• AIM OF THE TASK
Every line below between the line holding "let http = HttpClient::builder()" and the line holding "let resp = req.send().await.map_err(|e|", inclusive, should be repeated exactly, and all other lines omitted.

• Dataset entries
+---+

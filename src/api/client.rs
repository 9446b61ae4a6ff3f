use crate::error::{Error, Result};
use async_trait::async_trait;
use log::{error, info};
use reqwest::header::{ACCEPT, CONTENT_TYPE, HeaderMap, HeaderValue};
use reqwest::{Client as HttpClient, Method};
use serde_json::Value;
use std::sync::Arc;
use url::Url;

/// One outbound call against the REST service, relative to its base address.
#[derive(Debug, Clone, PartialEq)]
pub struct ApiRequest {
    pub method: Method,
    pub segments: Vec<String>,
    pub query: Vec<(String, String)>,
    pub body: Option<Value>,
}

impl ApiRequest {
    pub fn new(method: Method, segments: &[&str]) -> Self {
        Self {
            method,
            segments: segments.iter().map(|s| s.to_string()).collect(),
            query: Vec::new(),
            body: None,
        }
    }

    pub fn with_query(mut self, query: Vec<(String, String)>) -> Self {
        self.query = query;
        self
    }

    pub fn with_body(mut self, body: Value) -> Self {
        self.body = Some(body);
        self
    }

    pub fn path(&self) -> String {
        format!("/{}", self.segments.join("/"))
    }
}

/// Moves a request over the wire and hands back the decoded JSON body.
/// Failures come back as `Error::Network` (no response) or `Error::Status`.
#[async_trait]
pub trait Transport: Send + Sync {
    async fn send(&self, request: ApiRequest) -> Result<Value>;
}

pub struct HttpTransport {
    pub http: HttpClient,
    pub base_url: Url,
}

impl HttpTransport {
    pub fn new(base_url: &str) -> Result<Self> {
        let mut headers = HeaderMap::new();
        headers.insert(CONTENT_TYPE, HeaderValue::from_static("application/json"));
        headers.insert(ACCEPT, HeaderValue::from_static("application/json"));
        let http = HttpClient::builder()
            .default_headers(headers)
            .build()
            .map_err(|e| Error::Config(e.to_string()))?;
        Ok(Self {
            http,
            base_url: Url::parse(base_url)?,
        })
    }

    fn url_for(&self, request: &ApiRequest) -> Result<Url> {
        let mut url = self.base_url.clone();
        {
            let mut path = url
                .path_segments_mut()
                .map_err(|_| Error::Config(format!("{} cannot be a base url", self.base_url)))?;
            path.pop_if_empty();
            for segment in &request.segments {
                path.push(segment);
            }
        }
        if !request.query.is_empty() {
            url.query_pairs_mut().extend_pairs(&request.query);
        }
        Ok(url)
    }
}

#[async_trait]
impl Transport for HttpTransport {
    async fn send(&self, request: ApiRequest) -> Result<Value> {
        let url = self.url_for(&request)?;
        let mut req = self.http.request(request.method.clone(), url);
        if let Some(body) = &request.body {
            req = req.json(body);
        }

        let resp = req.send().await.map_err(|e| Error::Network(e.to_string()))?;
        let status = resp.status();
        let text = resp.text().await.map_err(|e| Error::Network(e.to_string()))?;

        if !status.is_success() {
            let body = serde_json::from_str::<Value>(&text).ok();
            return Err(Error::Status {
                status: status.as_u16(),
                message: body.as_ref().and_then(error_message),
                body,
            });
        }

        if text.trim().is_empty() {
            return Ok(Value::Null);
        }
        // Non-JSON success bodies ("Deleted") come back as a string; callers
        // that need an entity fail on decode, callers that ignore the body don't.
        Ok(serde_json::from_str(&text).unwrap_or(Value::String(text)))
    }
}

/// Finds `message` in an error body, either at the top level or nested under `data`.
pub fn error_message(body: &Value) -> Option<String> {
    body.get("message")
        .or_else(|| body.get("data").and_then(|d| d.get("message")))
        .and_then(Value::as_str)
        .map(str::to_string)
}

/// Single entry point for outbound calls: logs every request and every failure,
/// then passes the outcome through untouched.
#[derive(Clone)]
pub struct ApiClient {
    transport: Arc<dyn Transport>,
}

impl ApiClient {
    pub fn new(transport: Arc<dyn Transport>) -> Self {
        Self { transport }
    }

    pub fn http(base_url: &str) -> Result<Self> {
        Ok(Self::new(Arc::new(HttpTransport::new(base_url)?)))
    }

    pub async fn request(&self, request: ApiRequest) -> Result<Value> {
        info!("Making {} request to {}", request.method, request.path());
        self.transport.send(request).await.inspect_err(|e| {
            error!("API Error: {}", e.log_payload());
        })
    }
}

+---+

• RESPONSE TO THIS EXERCISE
        let http = HttpClient::builder()
            .default_headers(headers)
            .build()
            .map_err(|e| Error::Config(e.to_string()))?;
        Ok(Self {
            http,
            base_url: Url::parse(base_url)?,
        })
    }

    fn url_for(&self, request: &ApiRequest) -> Result<Url> {
        let mut url = self.base_url.clone();
        {
            let mut path = url
                .path_segments_mut()
                .map_err(|_| Error::Config(format!("{} cannot be a base url", self.base_url)))?;
            path.pop_if_empty();
            for segment in &request.segments {
                path.push(segment);
            }
        }
        if !request.query.is_empty() {
            url.query_pairs_mut().extend_pairs(&request.query);
        }
        Ok(url)
    }
}

#[async_trait]
impl Transport for HttpTransport {
    async fn send(&self, request: ApiRequest) -> Result<Value> {
        let url = self.url_for(&request)?;
        let mut req = self.http.request(request.method.clone(), url);
        if let Some(body) = &request.body {
            req = req.json(body);
        }

        let resp = req.send().await.map_err(|e| Error::Network(e.to_string()))?;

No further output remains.